As classes dominantes deste país nunca tiveram medo de se jogar aos crocodilos, se isso impedisse a esquerda de assumir o poder e promover mudanças estruturais que temem quase irracionalmente, em parte pela ignorância atávica e provinciana que lhe é característica e que fez, por exemplo, os médicos cearenses que foram vaiar os cubanos do Mais Médicos se espantarem ao ver que em Cuba há médicos negros. Já tinham feito isso com Castello Branco, e mesmo com Fernando Collor. A diferença é que agora, com a internet dando voz a uma legião de imbecis que sequer sabe escrever — e que se recusa até mesmo a confiar no corretor ortográfico do Microsoft Word —, quanto mais pensar política, essa burguesia tem ao seu lado uma camada de gente ignorante, preconceituosa e burra que assume como seu esse discurso. Eles, a propósito, são um indício de que em algumas coisas Marx estava errado. O barbudo não conseguiu prever que poderíamos viver a ditadura do lumpemproletariado.

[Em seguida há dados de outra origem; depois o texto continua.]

//! Small numeric helpers for proposal moves: sorting three values while
//! tracking where each came from, and selecting the minimum of three.

/// Sorts three values ascending with a fixed three-compare-swap network,
/// carrying along the input position of each value.
///
/// The network compares positions (0,1), (0,2), (1,2) and swaps only on
/// strict `>`, so equal values never swap and the result is deterministic
/// on ties.
///
/// # Arguments
/// * `values` - The three values to sort
///
/// # Returns
/// `(sorted, provenance)` where `sorted[0] <= sorted[1] <= sorted[2]` and
/// `provenance[i]` is the input position `sorted[i]` came from
///
/// # Examples
/// ```
/// # use rootmove::moves::utils::sort3;
/// assert_eq!(sort3([2.0, 0.5, 1.0]), ([0.5, 1.0, 2.0], [1, 2, 0]));
/// assert_eq!(sort3([1.0, 1.0, 0.5]), ([0.5, 1.0, 1.0], [2, 1, 0]));
/// assert_eq!(sort3([1.0, 2.0, 3.0]), ([1.0, 2.0, 3.0], [0, 1, 2]));
/// ```
pub fn sort3(values: [f64; 3]) -> ([f64; 3], [usize; 3]) {
    let mut sorted = values;
    let mut provenance = [0usize, 1, 2];

    if sorted[0] > sorted[1] {
        sorted.swap(0, 1);
        provenance.swap(0, 1);
    }
    if sorted[0] > sorted[2] {
        sorted.swap(0, 2);
        provenance.swap(0, 2);
    }
    if sorted[1] > sorted[2] {
        sorted.swap(1, 2);
        provenance.swap(1, 2);
    }

    (sorted, provenance)
}

/// Returns the minimum of three values.
///
/// # Examples
/// ```
/// # use rootmove::moves::utils::min3;
/// assert_eq!(min3(2.0, 0.5, 1.0), 0.5);
/// assert_eq!(min3(1.0, 1.0, 3.0), 1.0);
/// ```
pub fn min3(a: f64, b: f64, c: f64) -> f64 {
    a.min(b).min(c)
}
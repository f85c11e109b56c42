//! Data model for the mutable phylogenetic tree a sampler operates on.
//!
//! # Tree representation
//! Trees are represented by [Tree], which uses the arena pattern to store
//! [Node]s and [Branch]es, referenced by [NodeIndex] and [BranchIndex].
//! The representation is that of an unrooted binary tree with a designated
//! root:
//!
//! | Node kind | Degree | Ancestor | Outgoing branch |
//! |-----------|--------|----------|-----------------|
//! | Leaf | 1 | yes | yes |
//! | Root | 2 | no | no |
//! | Other internal | 3 | yes | yes |
//!
//! Each node keeps an unordered neighbor set and designates one neighbor
//! as its ancestor; the branch to the ancestor is owned by the child side.
//! Proposal moves rearrange the tree purely by rewiring these references
//! and updating branch lengths.
//!
//! # Cache maintenance
//! [Tree] also carries the caches the surrounding likelihood machinery
//! depends on and that must be refreshed after any mutation: the
//! post-order down-pass sequence, per-node conditional-likelihood flags,
//! and per-branch transition-probability freshness markers. The moves in
//! [crate::moves] call the corresponding maintenance hooks after every
//! proposal.

pub mod branch;
pub mod node;
pub mod tree;

pub use branch::Branch;
pub use branch::BranchIndex;
pub use branch::BranchLength;
pub use node::Node;
pub use node::NodeIndex;
pub use tree::Tree;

De qualquer forma, são essas pessoas que ajudarão a decidir o futuro do país, e é com elas que se precisa dialogar. Mas essa esquerda parece não entender que política não é uma disputa para ver quem está moralmente certo ou errado. Infelizmente, é essa a base dessa esquerda identitária, aparentemente mais interessada em se afirmar diante de seus pares do que em conseguir conquistas tangíveis, mais interessada em fazer valer sua visão sectária de mundo do que em efetivamente mudá-lo.
A era dos presidentes da república semi analfabetos, grosseiros e pouco afeitos as letras, foi inaugurada com o Lula e não parece que vai acabar tão cedo.
“É uma esquerda que se recusa a compreender as consequências sociológicas do crescimento do neopentecostalismo e sua teologia da prosperidade; que denuncia acertadamente que negros são as principais vítimas da violência, mas convenientemente esquece o que essas vítimas sentem na pele: que negros são também os perpetradores imediatos dessa violência.”
Ainda neste tema, boa parte da esquerda dava a entender que a demanda por segurança pública era ou frescura burguesa ou coisa de amante de esquadrão da morte. Dava a entender que era uma maravilha que milhões de brasileiros na prática tenham sido subtraídos da autoridade — e, consequentemente, da proteção — do Estado e entregues à autoridade dos traficantes. Quase como se as comunidades controladas pelo crime fossem exercícios em poder popular. É a contraparte esquerdista da quedinha de parte da direita, incluindo o Capitão, pelas milícias.
Pior: não dá nem para dizer que a complacência com o crime tenha resultado em uma polícia mais obediente à lei ou em um sistema judicial mais deferente aos direitos dos suspeitos e prisioneiros. Basta ver o que a polícia de um governo “amigo” do PT, o do PMDB no Rio, fazia. O caso Amarildo é um exemplo.
Sim, a postura de Bolsonaro na questão da segurança pública é um convite a um banho de sangue e, mesmo na mais otimista das hipóteses, incita os agentes de segurança (que, admita-se, têm um trabalho duro) ao desrespeito aos direitos básicos dos cidadãos e a “atirar primeiro e perguntar depois”. Causa, porém, nojo ver esquerdistas que só descobriram agora que há um problema de violência sério no Brasil, que morre gente (inclusive quem não tem absolutamente nada a ver com o assunto) quando há confrontos entre polícia e criminosos e que os negros estão desproporcionalmente expostos à violência de modo geral e à arbitrariedade policial em especial. Por onde andava essa gente entre 2003 e 2016?